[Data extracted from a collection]
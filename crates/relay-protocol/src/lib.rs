//! # relay-protocol
//!
//! Wire protocol definitions for the Relay pub/sub server.
//!
//! Clients and the server exchange JSON objects as WebSocket text frames.
//! Every frame is one [`Envelope`], discriminated by its `type` field.
//!
//! ## Envelope Types
//!
//! - `subscribe` / `unsubscribe` - Channel membership
//! - `publish` - Send a payload to a channel
//! - `error` - Server-reported protocol errors
//!
//! ## Example
//!
//! ```rust
//! use relay_protocol::{codec, Envelope};
//!
//! let envelope = codec::decode(r#"{"type":"subscribe","channel":"news"}"#).unwrap();
//! assert_eq!(envelope, Envelope::subscribe("news"));
//!
//! let reply = codec::encode(&Envelope::error("Invalid JSON")).unwrap();
//! assert_eq!(reply, r#"{"type":"error","message":"Invalid JSON"}"#);
//! ```

pub mod codec;
pub mod envelope;

pub use codec::{decode, encode, ProtocolError};
pub use envelope::{Envelope, EnvelopeType};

*DIRECTIONS*: Find the lines above holding the word "decode" and show them.

*ANSWER AREA*:
//! let envelope = codec::decode(r#"{"type":"subscribe","channel":"news"}"#).unwrap();
pub use codec::{decode, encode, ProtocolError};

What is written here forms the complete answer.